Your task
Taking the line with "if let Some(min)" as the start, reproduce every line until the records end, exactly and with nothing added.

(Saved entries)
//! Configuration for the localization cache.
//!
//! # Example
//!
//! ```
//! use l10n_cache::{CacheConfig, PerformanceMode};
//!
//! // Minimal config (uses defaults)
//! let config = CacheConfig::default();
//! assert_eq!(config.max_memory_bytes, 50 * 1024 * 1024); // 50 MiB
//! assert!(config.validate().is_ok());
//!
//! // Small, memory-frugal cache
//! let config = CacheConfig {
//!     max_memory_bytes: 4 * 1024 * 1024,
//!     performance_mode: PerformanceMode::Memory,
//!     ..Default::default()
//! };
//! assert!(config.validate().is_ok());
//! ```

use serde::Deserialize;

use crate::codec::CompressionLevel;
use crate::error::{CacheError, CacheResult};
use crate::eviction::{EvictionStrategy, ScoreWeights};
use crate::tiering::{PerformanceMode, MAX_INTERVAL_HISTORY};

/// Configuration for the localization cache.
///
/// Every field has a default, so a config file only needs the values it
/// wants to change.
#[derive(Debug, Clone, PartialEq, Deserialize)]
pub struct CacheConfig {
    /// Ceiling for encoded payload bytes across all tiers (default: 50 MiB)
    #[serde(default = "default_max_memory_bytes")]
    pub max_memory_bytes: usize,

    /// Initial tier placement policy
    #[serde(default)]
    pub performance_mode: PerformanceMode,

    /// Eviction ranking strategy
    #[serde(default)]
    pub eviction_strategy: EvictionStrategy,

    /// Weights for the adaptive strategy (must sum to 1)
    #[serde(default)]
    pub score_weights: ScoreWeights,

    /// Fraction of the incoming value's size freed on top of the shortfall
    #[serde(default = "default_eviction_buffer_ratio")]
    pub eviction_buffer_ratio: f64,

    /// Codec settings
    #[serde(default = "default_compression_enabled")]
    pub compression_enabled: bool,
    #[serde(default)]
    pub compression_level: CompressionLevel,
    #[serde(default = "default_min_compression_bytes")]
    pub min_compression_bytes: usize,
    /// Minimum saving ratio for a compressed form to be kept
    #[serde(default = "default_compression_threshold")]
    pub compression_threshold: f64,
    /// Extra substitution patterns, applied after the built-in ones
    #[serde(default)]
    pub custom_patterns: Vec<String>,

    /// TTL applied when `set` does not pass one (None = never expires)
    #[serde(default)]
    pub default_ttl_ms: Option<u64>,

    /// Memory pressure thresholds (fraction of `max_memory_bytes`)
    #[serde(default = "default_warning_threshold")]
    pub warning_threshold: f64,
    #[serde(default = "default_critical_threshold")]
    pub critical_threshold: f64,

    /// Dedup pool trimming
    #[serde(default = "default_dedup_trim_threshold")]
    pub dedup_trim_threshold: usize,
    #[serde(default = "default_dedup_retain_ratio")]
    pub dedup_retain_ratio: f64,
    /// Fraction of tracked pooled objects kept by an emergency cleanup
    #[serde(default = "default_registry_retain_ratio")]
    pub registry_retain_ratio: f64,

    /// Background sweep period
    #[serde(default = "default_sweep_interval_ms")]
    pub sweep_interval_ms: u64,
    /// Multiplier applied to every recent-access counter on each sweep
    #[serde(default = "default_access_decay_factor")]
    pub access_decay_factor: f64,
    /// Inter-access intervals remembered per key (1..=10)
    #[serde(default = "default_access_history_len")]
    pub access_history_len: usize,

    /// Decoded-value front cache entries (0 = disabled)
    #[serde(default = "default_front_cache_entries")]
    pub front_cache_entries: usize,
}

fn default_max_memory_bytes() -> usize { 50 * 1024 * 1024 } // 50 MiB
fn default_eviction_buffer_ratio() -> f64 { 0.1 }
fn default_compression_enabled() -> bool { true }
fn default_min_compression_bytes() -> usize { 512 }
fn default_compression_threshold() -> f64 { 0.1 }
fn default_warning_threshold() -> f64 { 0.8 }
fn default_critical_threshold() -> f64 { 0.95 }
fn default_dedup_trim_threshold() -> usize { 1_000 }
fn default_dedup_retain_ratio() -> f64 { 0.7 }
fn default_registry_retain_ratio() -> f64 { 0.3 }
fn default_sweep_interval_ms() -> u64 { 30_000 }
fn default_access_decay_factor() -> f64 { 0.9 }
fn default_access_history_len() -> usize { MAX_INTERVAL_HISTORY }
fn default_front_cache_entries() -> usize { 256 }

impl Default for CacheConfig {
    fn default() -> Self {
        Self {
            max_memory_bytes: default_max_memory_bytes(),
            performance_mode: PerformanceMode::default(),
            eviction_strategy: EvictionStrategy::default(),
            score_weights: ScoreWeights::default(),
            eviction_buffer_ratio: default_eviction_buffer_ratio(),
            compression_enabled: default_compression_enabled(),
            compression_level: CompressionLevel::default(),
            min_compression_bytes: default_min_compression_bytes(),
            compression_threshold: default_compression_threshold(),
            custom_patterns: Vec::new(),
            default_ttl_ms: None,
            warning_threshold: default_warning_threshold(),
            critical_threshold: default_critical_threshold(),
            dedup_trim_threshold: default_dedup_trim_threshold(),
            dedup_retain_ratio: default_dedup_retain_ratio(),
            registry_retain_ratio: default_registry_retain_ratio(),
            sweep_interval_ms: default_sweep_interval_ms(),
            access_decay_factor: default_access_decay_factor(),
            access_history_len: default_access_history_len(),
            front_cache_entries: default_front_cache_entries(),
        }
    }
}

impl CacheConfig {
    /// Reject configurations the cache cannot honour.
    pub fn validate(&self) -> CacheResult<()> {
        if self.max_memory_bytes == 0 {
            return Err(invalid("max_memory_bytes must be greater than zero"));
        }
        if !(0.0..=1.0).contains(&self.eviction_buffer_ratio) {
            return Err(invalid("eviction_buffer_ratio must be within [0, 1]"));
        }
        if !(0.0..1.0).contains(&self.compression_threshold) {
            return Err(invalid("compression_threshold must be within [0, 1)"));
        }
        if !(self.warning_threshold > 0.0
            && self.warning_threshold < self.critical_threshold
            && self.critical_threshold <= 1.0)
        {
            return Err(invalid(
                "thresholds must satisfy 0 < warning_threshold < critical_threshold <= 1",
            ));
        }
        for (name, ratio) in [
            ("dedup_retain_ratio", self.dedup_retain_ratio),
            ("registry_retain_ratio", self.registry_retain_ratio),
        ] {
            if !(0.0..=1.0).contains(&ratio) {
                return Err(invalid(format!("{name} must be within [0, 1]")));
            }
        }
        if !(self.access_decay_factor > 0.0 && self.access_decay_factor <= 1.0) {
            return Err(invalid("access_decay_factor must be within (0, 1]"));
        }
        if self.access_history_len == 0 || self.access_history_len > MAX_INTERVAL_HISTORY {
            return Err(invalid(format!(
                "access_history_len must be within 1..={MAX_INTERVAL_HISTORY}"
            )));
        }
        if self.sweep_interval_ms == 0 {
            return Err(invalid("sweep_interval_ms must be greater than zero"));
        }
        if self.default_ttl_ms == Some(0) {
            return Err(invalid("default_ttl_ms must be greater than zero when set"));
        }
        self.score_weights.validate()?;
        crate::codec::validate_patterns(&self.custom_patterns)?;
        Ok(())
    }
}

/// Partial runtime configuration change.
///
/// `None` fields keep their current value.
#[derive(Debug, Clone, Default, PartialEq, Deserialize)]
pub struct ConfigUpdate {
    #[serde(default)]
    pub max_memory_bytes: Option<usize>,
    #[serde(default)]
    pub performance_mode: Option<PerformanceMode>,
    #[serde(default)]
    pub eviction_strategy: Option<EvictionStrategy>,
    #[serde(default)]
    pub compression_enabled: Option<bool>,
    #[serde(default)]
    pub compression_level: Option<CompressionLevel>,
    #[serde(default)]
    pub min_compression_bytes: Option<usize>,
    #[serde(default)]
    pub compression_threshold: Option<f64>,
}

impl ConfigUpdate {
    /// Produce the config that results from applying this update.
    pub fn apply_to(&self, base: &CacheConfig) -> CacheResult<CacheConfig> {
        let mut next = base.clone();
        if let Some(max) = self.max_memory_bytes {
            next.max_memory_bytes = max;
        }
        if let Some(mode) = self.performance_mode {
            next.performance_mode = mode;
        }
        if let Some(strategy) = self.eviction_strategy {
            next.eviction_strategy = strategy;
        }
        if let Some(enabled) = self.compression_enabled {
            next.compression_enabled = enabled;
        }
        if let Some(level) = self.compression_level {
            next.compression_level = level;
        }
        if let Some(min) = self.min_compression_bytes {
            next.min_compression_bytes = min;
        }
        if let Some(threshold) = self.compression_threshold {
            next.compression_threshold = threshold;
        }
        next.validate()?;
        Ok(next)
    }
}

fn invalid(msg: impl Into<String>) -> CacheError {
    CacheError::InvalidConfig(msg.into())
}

Result of the exercise
        if let Some(min) = self.min_compression_bytes {
            next.min_compression_bytes = min;
        }
        if let Some(threshold) = self.compression_threshold {
            next.compression_threshold = threshold;
        }
        next.validate()?;
        Ok(next)
    }
}

fn invalid(msg: impl Into<String>) -> CacheError {
    CacheError::InvalidConfig(msg.into())
}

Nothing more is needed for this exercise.